Skąd brać zdrową i smaczną żywność? Najlepiej z własnej działki. Gdy nie mamy jednak takiej możliwości lub jedzenia stamtąd jest za mało, pozostają targi, sklepy z żywnością ekologiczną, warzywniaki i markety. Z tych opcji dosyć atrakcyjne wydaje się kupowanie na targu.
Wspaniałe jedzenie
Z reguły na targowiskach można kupić żywność bezpośrednio od rolników. Jest tam tyle wspaniałych warzyw, owoców, ziaren, roślin strączkowych, grzybów, orzechów i innych towarów. W większości nieprzetworzonych, lokalnych i sezonowych, czyli świeżych i nie wymagających wielu środków konserwujących. Owszem, wielu rolników na pewno używa trochę pestycydów i sztucznych nawozów, ale mimo to ich produkty są często tanie, zdrowe i smaczne.

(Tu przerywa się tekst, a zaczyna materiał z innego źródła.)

#[tokio::test]
async fn department_lifecycle() {
    let app = TestApp::new().await.unwrap();
    let token = app.admin_token().await;

    let (status, created) = app
        .post(
            "/api/v1/departments",
            Some(&token),
            json!({ "name": "Legal", "description": "Contracts", "budget": 120000.0 }),
        )
        .await;
    assert_eq!(status, StatusCode::CREATED);
    assert_eq!(created["isActive"], true);
    assert_eq!(created["employeeCount"], 0);
    let id = created["id"].as_i64().unwrap();

    let (status, body) = app
        .post(
            "/api/v1/departments",
            Some(&token),
            json!({ "name": "Legal" }),
        )
        .await;
    assert_eq!(status, StatusCode::CONFLICT);
    assert_eq!(body["message"], "Department with this name already exists");

    let (status, updated) = app
        .put(
            &format!("/api/v1/departments/{id}"),
            &token,
            json!({ "goals": "Zero open disputes", "isActive": false }),
        )
        .await;
    assert_eq!(status, StatusCode::OK);
    assert_eq!(updated["goals"], "Zero open disputes");
    assert_eq!(updated["isActive"], false);
    assert_eq!(updated["description"], "Contracts");

    let (status, _) = app
        .delete(&format!("/api/v1/departments/{id}"), &token)
        .await;
    assert_eq!(status, StatusCode::OK);
    let (status, _) = app
        .get(&format!("/api/v1/departments/{id}"), &token)
        .await;
    assert_eq!(status, StatusCode::NOT_FOUND);
}

#[tokio::test]
async fn department_with_employees_cannot_be_deleted() {
    let app = TestApp::new().await.unwrap();
    let token = app.admin_token().await;
    let engineering = app.department_id("Engineering").await;
    app.create_employee("Jane", "jane@hr.com").await;

    let (status, body) = app
        .delete(&format!("/api/v1/departments/{engineering}"), &token)
        .await;
    assert_eq!(status, StatusCode::CONFLICT);
    assert_eq!(
        body["message"],
        "Cannot delete department with existing employees"
    );
}

#[tokio::test]
async fn last_admin_cannot_be_deleted_or_demoted() {
    let app = TestApp::new().await.unwrap();
    let token = app.admin_token().await;

    let (_, body) = app.get("/api/v1/admin/users", &token).await;
    let admin_id = body["users"][0]["id"].as_i64().unwrap();

    let (status, body) = app
        .delete(&format!("/api/v1/admin/users/{admin_id}"), &token)
        .await;
    assert_eq!(status, StatusCode::BAD_REQUEST);
    assert_eq!(body["message"], "Cannot delete the last admin user");

    let (status, _) = app
        .put(
            &format!("/api/v1/admin/users/{admin_id}"),
            &token,
            json!({ "role": "hr" }),
        )
        .await;
    assert_eq!(status, StatusCode::BAD_REQUEST);

    let (status, _) = app
        .put(
            &format!("/api/v1/admin/users/{admin_id}"),
            &token,
            json!({ "isActive": false }),
        )
        .await;
    assert_eq!(status, StatusCode::BAD_REQUEST);
}

#[tokio::test]
async fn deleted_admin_is_no_longer_listed() {
    let app = TestApp::new().await.unwrap();
    let token = app.admin_token().await;
    let second = app
        .create_user("second.admin@hr.com", "secret1", Role::Admin, None)
        .await;

    let (status, body) = app
        .delete(&format!("/api/v1/admin/users/{second}"), &token)
        .await;
    assert_eq!(status, StatusCode::OK);
    assert_eq!(body["message"], "User deleted successfully");

    let (_, body) = app.get("/api/v1/admin/users", &token).await;
    let users = body["users"].as_array().unwrap();
    assert_eq!(users.len(), 1);
    assert!(users.iter().all(|u| u["id"] != second));

    let (status, _) = app
        .post(
            "/api/v1/auth/login",
            None,
            json!({ "email": "second.admin@hr.com", "password": "secret1" }),
        )
        .await;
    assert_eq!(status, StatusCode::UNAUTHORIZED);
}

#[tokio::test]
async fn admin_can_change_role_and_link_employee() {
    let app = TestApp::new().await.unwrap();
    let token = app.admin_token().await;
    let employee_id = app.create_employee("Jane", "jane@hr.com").await;
    let user_id = app
        .create_user("jane.user@hr.com", "secret1", Role::Employee, None)
        .await;

    let (status, body) = app
        .put(
            &format!("/api/v1/admin/users/{user_id}"),
            &token,
            json!({ "role": "manager", "employeeId": employee_id }),
        )
        .await;
    assert_eq!(status, StatusCode::OK);
    assert_eq!(body["role"], "manager");
    assert_eq!(body["employeeId"], employee_id);
    assert_eq!(body["isActive"], true);

    let (status, body) = app
        .put(
            &format!("/api/v1/admin/users/{user_id}"),
            &token,
            json!({ "employeeId": 9_999 }),
        )
        .await;
    assert_eq!(status, StatusCode::BAD_REQUEST);
    assert_eq!(body["message"], "Employee not found");
}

Na targach nie ma słodyczy, wyjałowionej, przemysłowo przetworzonej, zakonserwowanej żywności, ze sztucznymi barwnikami, szkodliwym cukrem i tłuszczami trans. Bez tych niezdrowych rzeczy, których pełno jest w większości sklepów i supermarketów. Dlatego uwielbiam targi, bo w moim odczuciu handluje się tam czymś normalnym. Wchodzę, a tu w większości zdrowe produkty, a nie składowisko trucizn.
Żywność na targach co prawda nie jest idealna, ale według mnie zawiera i tak mało chemii w porównaniu do wielu produktów. Co do pestycydów, to nieekologiczne mięso często zawiera ich więcej niż bazarowe warzywa, jeśli zwierzęta jedzą pryskaną paszę.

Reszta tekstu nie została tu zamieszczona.